A single BEEP connection may have any number of FLAP channels, although it is recommended that only one channel be established. Where multiple channels are employed, the ALE must not send duplicate notification messages; one channel should be selected for notifications.

Note that in certain situations, particularly where NAT is employed, inactive connections may go "stale," preventing further use of the connection. The LIS should either close unused connections or use the resynchronization message as a "keep-alive" request. The TCP "keep-alive" method is not recommended because the minimum interval is too short to be practical.

BEEP and XML

FLAP uses XML messages to convey data. The character encoding for XML documents should be UTF-8 or UTF-16.

Implementations also should validate each message against the schema. The Post Schema Validation Infoset (PSVI) can contain more information that is explicitly expressed in the message, because default and fixed values are included in schema. Errors in well formedness and schema validation must be reported.

Note that each message is an XML fragment only. Fragments can be validated by insertion. The fragment is inserted into the last ns-prefix message received, which then forms a complete XML document.

FLAP Versions

The FLAP namespace is identified by the http://sitacs.uow.edu.au/ns/location/flap/beep URN. New versions of this protocol will be identified by a different URN.

Error Handling

If a LIS or ALE notices an error in the received stream, they should generate an error message to notify the sender of the error.
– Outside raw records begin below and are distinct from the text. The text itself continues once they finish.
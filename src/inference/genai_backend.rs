//! GenAI-based multimodal backend
//!
//! Supports every provider the `genai` crate does (OpenAI, Anthropic,
//! Gemini, Ollama, xAI, Groq). Images are fetched and re-encoded by the
//! `ImagePreparer` and sent as base64 JPEG parts after the text prompt.

use super::backend::InferenceBackend;
use super::error::BackendError;
use super::types::{InferenceRequest, InferenceResponse};
use crate::images::ImagePreparer;
use async_trait::async_trait;
use futures_util::future::try_join_all;
use genai::adapter::AdapterKind;
use genai::chat::{ChatMessage, ChatOptions, ChatRequest, ContentPart, MessageContent};
use genai::resolver::{AuthData, Endpoint, ServiceTargetResolver};
use genai::{Client, ModelIden, ServiceTarget};
use regex::Regex;
use std::sync::OnceLock;
use std::time::{Duration, Instant};
use tracing::{debug, error};

const SYSTEM_PROMPT: &str = "You are an automotive damage assessor. Please analyze all images and reply with JSON only.";

/// Environment variable overriding the provider endpoint.
pub const API_BASE_URL_ENV: &str = "DENTSCAN_API_BASE_URL";

pub struct GenAIBackend {
    client: Client,
    model: String,
    provider: AdapterKind,
    timeout: Duration,
    preparer: ImagePreparer,
}

impl GenAIBackend {
    /// Creates a backend for `provider`/`model`.
    ///
    /// Credentials are read by genai from the provider's usual environment
    /// variable (`OPENAI_API_KEY`, `ANTHROPIC_API_KEY`, ...). Setting
    /// `DENTSCAN_API_BASE_URL` routes requests to a custom endpoint.
    pub fn new(
        provider: AdapterKind,
        model: String,
        timeout: Duration,
        preparer: ImagePreparer,
    ) -> Result<Self, BackendError> {
        if model.trim().is_empty() {
            return Err(BackendError::ConfigurationError {
                message: format!("no model configured for {}", provider.as_str()),
            });
        }

        let client = match std::env::var(API_BASE_URL_ENV).ok() {
            Some(endpoint_url) => {
                debug!(
                    "Using custom endpoint for {}: {}",
                    provider.as_str(),
                    endpoint_url
                );
                let model_clone = model.clone();
                let resolver = ServiceTargetResolver::from_resolver_fn(
                    move |_target: ServiceTarget| -> Result<ServiceTarget, genai::resolver::Error> {
                        let auth = match provider.default_key_env_name() {
                            Some(key_var) => AuthData::from_env(key_var),
                            None => AuthData::from_single(""),
                        };
                        Ok(ServiceTarget {
                            endpoint: Endpoint::from_owned(endpoint_url.clone()),
                            auth,
                            model: ModelIden::new(provider, &model_clone),
                        })
                    },
                );
                Client::builder()
                    .with_service_target_resolver(resolver)
                    .build()
            }
            None => Client::default(),
        };

        debug!(
            "Creating GenAI backend: provider={}, model={}",
            provider.as_str(),
            model
        );

        Ok(Self {
            client,
            model,
            provider,
            timeout,
            preparer,
        })
    }

    async fn build_request(&self, request: &InferenceRequest) -> Result<ChatRequest, BackendError> {
        let prepared = try_join_all(request.images.iter().map(|input| self.preparer.prepare(input)))
            .await
            .map_err(|e| BackendError::ConfigurationError {
                message: format!("image preparation failed: {}", e),
            })?;

        let mut parts = vec![ContentPart::from_text(request.prompt.clone())];
        for image in prepared {
            parts.push(ContentPart::from_binary_base64(image.mime, image.base64, None));
        }

        Ok(ChatRequest::new(vec![
            ChatMessage::system(SYSTEM_PROMPT),
            ChatMessage::user(MessageContent::from_parts(parts)),
        ]))
    }
}

fn status_regex() -> &'static Regex {
    static RE: OnceLock<Regex> = OnceLock::new();
    RE.get_or_init(|| Regex::new(r"\b(status|code|HTTP)\D{0,4}([1-5]\d\d)\b").expect("valid regex"))
}

/// Maps a genai error onto the backend taxonomy using the status code
/// embedded in its message, when there is one.
fn classify_error(provider: &str, message: String) -> BackendError {
    let status = status_regex()
        .captures(&message)
        .and_then(|c| c.get(2))
        .and_then(|m| m.as_str().parse::<u16>().ok());

    match status {
        Some(401) | Some(403) => BackendError::AuthenticationError { message },
        Some(429) => BackendError::RateLimitError { retry_after: None },
        Some(code) => BackendError::ApiError {
            message: format!("{} request failed: {}", provider, message),
            status_code: Some(code),
        },
        None => {
            let lower = message.to_lowercase();
            if lower.contains("connect") || lower.contains("dns") || lower.contains("reset") {
                BackendError::NetworkError { message }
            } else {
                BackendError::ApiError {
                    message: format!("{} request failed: {}", provider, message),
                    status_code: None,
                }
            }
        }
    }
}

#[async_trait]
impl InferenceBackend for GenAIBackend {
    async fn call(&self, request: &InferenceRequest) -> Result<InferenceResponse, BackendError> {
        let start = Instant::now();
        let chat_request = self.build_request(request).await?;

        let mut options = ChatOptions::default().with_temperature(request.temperature as f64);
        if let Some(max_tokens) = request.max_tokens {
            options = options.with_max_tokens(max_tokens);
        }

        let response = match tokio::time::timeout(
            self.timeout,
            self.client
                .exec_chat(&self.model, chat_request, Some(&options)),
        )
        .await
        {
            Ok(Ok(resp)) => resp,
            Ok(Err(e)) => {
                error!("{} API error: {}", self.provider.as_str(), e);
                return Err(classify_error(self.provider.as_str(), e.to_string()));
            }
            Err(_) => {
                return Err(BackendError::TimeoutError {
                    seconds: self.timeout.as_secs(),
                });
            }
        };

        let content = response.first_text().unwrap_or_default().to_string();
        if content.trim().is_empty() {
            return Err(BackendError::InvalidResponse {
                message: "empty response".to_string(),
                raw_response: None,
            });
        }

        Ok(InferenceResponse::text(content, start.elapsed()))
    }

    fn name(&self) -> &str {
        self.provider.as_str()
    }

    fn model_info(&self) -> Option<String> {
        Some(self.model.clone())
    }
}

impl std::fmt::Debug for GenAIBackend {
    fn fmt(&self, f: &mut std::fmt::Formatter<'_>) -> std::fmt::Result {
        f.debug_struct("GenAIBackend")
            .field("provider", &self.provider)
            .field("model", &self.model)
            .field("timeout", &self.timeout)
            .finish()
    }
}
Errors include badly formed XML, unsupported protocol versions, and errors relating to the state of either LIS or ALE.

Error messages typically arise from the receipt of a message that displays an error (or errors) in processing a request. In these cases, the error indication is included in a standard BEEP ERR response. If an error is detected in any response message (RPY, ANS, NUL), the MSG frame is used to send the error indication. An error that is raised in this manner must be acknowledged with an empty RPY frame. Error messages, however, must not be generated in response to errors in an error (ERR) message.
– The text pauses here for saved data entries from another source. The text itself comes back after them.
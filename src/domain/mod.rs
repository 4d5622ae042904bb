//! Data model shared by every pipeline phase

mod damage;
mod image;
mod job;
mod vehicle;

pub use damage::{
    CanonicalDamagePart, CostEstimate, DamageArea, DamageCandidate, DamageSummary, MergeStats,
    ReportTotals, Severity,
};
pub use image::{Angle, ImageCategory, ImageRef, RegionOfInterest};
pub use job::{Job, JobDiagnostics, JobStage, JobStatus, StageRecord};
pub use vehicle::VehicleIdentity;
use std::{fmt, sync::Arc};

use client_core::TodoController;
use tokio::{sync::Mutex, task::JoinHandle};
use tracing::debug;

use crate::commands::UiCommand;

/// Returned when the new-item input is disabled.
#[derive(Debug, Clone, Copy, PartialEq, Eq)]
pub struct Busy;

impl fmt::Display for Busy {
    fn fmt(&self, f: &mut fmt::Formatter<'_>) -> fmt::Result {
        f.write_str("busy: wait for the pending request to finish before adding")
    }
}

/// Runs mutating commands in the background.
///
/// `add` is refused while the list is busy. The `adding` lock is taken before
/// the create task is spawned, so a second `add` read before the first task
/// shows its placeholder is refused as well.
#[derive(Clone)]
pub struct Dispatcher {
    controller: TodoController,
    adding: Arc<Mutex<()>>,
}

impl Dispatcher {
    pub fn new(controller: TodoController) -> Self {
        Self {
            controller,
            adding: Arc::new(Mutex::new(())),
        }
    }

    pub fn controller(&self) -> &TodoController {
        &self.controller
    }

    pub async fn submit(&self, command: UiCommand) -> Result<JoinHandle<()>, Busy> {
        let controller = self.controller.clone();
        if let UiCommand::Add(title) = command {
            let Ok(guard) = self.adding.clone().try_lock_owned() else {
                debug!("add refused, create already pending");
                return Err(Busy);
            };
            if controller.view().await.is_busy {
                debug!("add refused, list is busy");
                return Err(Busy);
            }
            return Ok(tokio::spawn(async move {
                controller.set_query(title.clone()).await;
                controller.create(&title).await;
                drop(guard);
            }));
        }

        Ok(tokio::spawn(async move {
            run_mutation(&controller, command).await;
        }))
    }
}

async fn run_mutation(controller: &TodoController, command: UiCommand) {
    match command {
        UiCommand::Toggle(id) => controller.toggle(id).await,
        UiCommand::ToggleAll => {
            let all_completed = controller.view().await.all_completed;
            controller.toggle_all(all_completed).await;
        }
        UiCommand::Delete(id) => controller.delete(id).await,
        UiCommand::ClearCompleted => controller.clear_completed().await,
        UiCommand::SaveEdit { id, title } => controller.edit(id, &title).await,
        _ => {}
    }
}
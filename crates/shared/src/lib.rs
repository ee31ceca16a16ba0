//! Wire and domain types shared by the todo client and the development server.

pub mod domain;
pub mod error;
If a particular error renders the connection unusable for any reason, the connection must be closed. Likewise, the channel should be stopped if an unrecoverable error occurs in the channel.
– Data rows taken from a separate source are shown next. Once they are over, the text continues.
use std::{collections::HashMap, sync::Arc};

use axum::{
    extract::{Path, Query, State},
    http::StatusCode,
    routing::{get, patch},
    Json, Router,
};
use tokio::{net::TcpListener, sync::Mutex};

use super::*;

#[derive(Clone, Default)]
struct StubState {
    seen_owner: Arc<Mutex<Option<i64>>>,
    created: Arc<Mutex<Vec<NewItem>>>,
    patches: Arc<Mutex<Vec<(i64, ItemPatch)>>>,
}

async fn stub_list(
    State(state): State<StubState>,
    Query(query): Query<HashMap<String, i64>>,
) -> Json<Vec<Item>> {
    let owner = query.get("ownerId").copied().unwrap_or_default();
    *state.seen_owner.lock().await = Some(owner);
    Json(vec![Item {
        id: ItemId(1),
        owner_id: OwnerId(owner),
        title: "first".to_string(),
        completed: false,
    }])
}

async fn stub_create(State(state): State<StubState>, Json(item): Json<NewItem>) -> Json<Item> {
    state.created.lock().await.push(item.clone());
    Json(Item {
        id: ItemId(5),
        owner_id: item.owner_id,
        title: item.title,
        completed: item.completed,
    })
}

async fn stub_patch(
    State(state): State<StubState>,
    Path(id): Path<i64>,
    Json(patch): Json<ItemPatch>,
) -> Result<Json<Item>, StatusCode> {
    if id == 404 {
        return Err(StatusCode::NOT_FOUND);
    }
    state.patches.lock().await.push((id, patch.clone()));
    let mut item = Item {
        id: ItemId(id),
        owner_id: OwnerId(3380),
        title: "stored".to_string(),
        completed: false,
    };
    patch.apply_to(&mut item);
    Ok(Json(item))
}

async fn stub_delete(Path(id): Path<i64>) -> StatusCode {
    if id == 500 {
        StatusCode::INTERNAL_SERVER_ERROR
    } else {
        StatusCode::NO_CONTENT
    }
}

async fn spawn_stub_server(state: StubState) -> String {
    let app = Router::new()
        .route("/api/items", get(stub_list).post(stub_create))
        .route("/api/items/:id", patch(stub_patch).delete(stub_delete))
        .with_state(state);
    let listener = TcpListener::bind("127.0.0.1:0").await.expect("bind");
    let addr = listener.local_addr().expect("addr");
    tokio::spawn(async move {
        let _ = axum::serve(listener, app).await;
    });
    format!("http://{addr}/api")
}

#[test]
fn base_url_gains_trailing_slash() {
    let store = HttpRemoteStore::new("http://localhost:8080/api").expect("store");
    assert_eq!(store.base_url().as_str(), "http://localhost:8080/api/");
    assert_eq!(
        store.item_url(ItemId(7)).expect("url").as_str(),
        "http://localhost:8080/api/items/7"
    );
}

#[test]
fn rejects_unparseable_base_url() {
    assert!(matches!(
        HttpRemoteStore::new("not a url"),
        Err(StoreError::InvalidUrl(_))
    ));
}

#[tokio::test]
async fn list_scopes_request_by_owner() {
    let state = StubState::default();
    let base = spawn_stub_server(state.clone()).await;
    let store = HttpRemoteStore::new(&base).expect("store");

    let items = store.list(OwnerId(3380)).await.expect("list");

    assert_eq!(items.len(), 1);
    assert_eq!(items[0].owner_id, OwnerId(3380));
    assert_eq!(*state.seen_owner.lock().await, Some(3380));
}

#[tokio::test]
async fn create_posts_new_item_and_returns_stored_item() {
    let state = StubState::default();
    let base = spawn_stub_server(state.clone()).await;
    let store = HttpRemoteStore::new(&base).expect("store");

    let created = store
        .create(NewItem {
            title: "Buy milk".to_string(),
            owner_id: OwnerId(3380),
            completed: false,
        })
        .await
        .expect("create");

    assert_eq!(created.id, ItemId(5));
    assert_eq!(created.title, "Buy milk");
    assert_eq!(state.created.lock().await[0].title, "Buy milk");
}

#[tokio::test]
async fn update_sends_partial_patch() {
    let state = StubState::default();
    let base = spawn_stub_server(state.clone()).await;
    let store = HttpRemoteStore::new(&base).expect("store");

    let updated = store
        .update(ItemId(3), ItemPatch::completed(true))
        .await
        .expect("update");

    assert!(updated.completed);
    assert_eq!(updated.title, "stored");
    assert_eq!(
        state.patches.lock().await.as_slice(),
        &[(3, ItemPatch::completed(true))]
    );
}

#[tokio::test]
async fn error_statuses_surface_as_store_errors() {
    let base = spawn_stub_server(StubState::default()).await;
    let store = HttpRemoteStore::new(&base).expect("store");

    assert!(store.delete(ItemId(2)).await.is_ok());
    assert!(matches!(
        store.delete(ItemId(500)).await,
        Err(StoreError::Transport(_))
    ));
    assert!(store
        .update(ItemId(404), ItemPatch::title("x"))
        .await
        .is_err());
}

#[tokio::test]
async fn unreachable_server_is_a_transport_error() {
    let listener = TcpListener::bind("127.0.0.1:0").await.expect("bind");
    let addr = listener.local_addr().expect("addr");
    drop(listener);

    let store = HttpRemoteStore::new(&format!("http://{addr}/")).expect("store");
    assert!(matches!(
        store.list(OwnerId(1)).await,
        Err(StoreError::Transport(_))
    ));
}
use std::fmt::Write as _;

use client_core::{FilterMode, OperationKind, TodoView};
use shared::domain::Item;

pub fn render(view: &TodoView) -> String {
    let mut out = String::new();
    let _ = writeln!(out, "todos");

    if !view.is_empty {
        let marker = if view.all_completed { "[x]" } else { "[ ]" };
        let _ = writeln!(out, "{marker} toggle all");
    }
    let input = if view.is_adding {
        "(saving...)".to_string()
    } else if view.query.is_empty() {
        "What needs to be done?".to_string()
    } else {
        view.query.clone()
    };
    let _ = writeln!(out, "> {input}");

    for item in &view.visible {
        let _ = writeln!(out, "{}", item_line(view, item));
    }
    if let Some(placeholder) = &view.placeholder {
        let _ = writeln!(out, "[ ] -- {} (loading)", placeholder.title);
    }

    if !view.is_empty {
        let filters: Vec<String> = FilterMode::ALL
            .iter()
            .map(|mode| {
                if *mode == view.filter {
                    format!("[{}]", mode.label())
                } else {
                    mode.label().to_string()
                }
            })
            .collect();
        let clear = if view.none_completed {
            ""
        } else {
            "  (clear-completed)"
        };
        let _ = writeln!(
            out,
            "{} items left  {}{clear}",
            view.remaining,
            filters.join(" ")
        );
    }

    if let Some(notification) = view.notification {
        let _ = writeln!(out, "! {notification}");
    }
    out
}

fn item_line(view: &TodoView, item: &Item) -> String {
    let check = if item.completed { "[x]" } else { "[ ]" };
    let operation = view.operation_for(item.id);
    let editing = view.editing == Some(item.id) || operation == Some(OperationKind::EditLoading);
    let title = if editing {
        format!("<{}>", item.title)
    } else {
        item.title.clone()
    };
    let status = match operation {
        Some(_) => " (loading)",
        None => "",
    };
    format!("{check} {:>3} {title}{status}", item.id.0)
}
A LIS or ALE should respond to requests within a short amount of time. BEEP uses an acknowledged transport; the sender can be sure that the message was received. From this, it can be assumed that an unanswered request indicates an application error. If the other end does not respond within a certain amount of time, two possibilities are recommended:

• Further to the recommendations in the earlier section titled "Connection Management," if no messages are received on the FLAP channel over a similar period, the channel should be terminated and restarted. Similarly, if there is no activity on the connection, the connection can be terminated and restarted.

• If it is only a single message that has not been answered within a certain period and other messages have been received, the message may be re-sent. An upper limit should be set on the number of times retransmission is attempted. Alternatively, the request can be considered as having failed with the error code 500 (see the later section titled "Result Codes").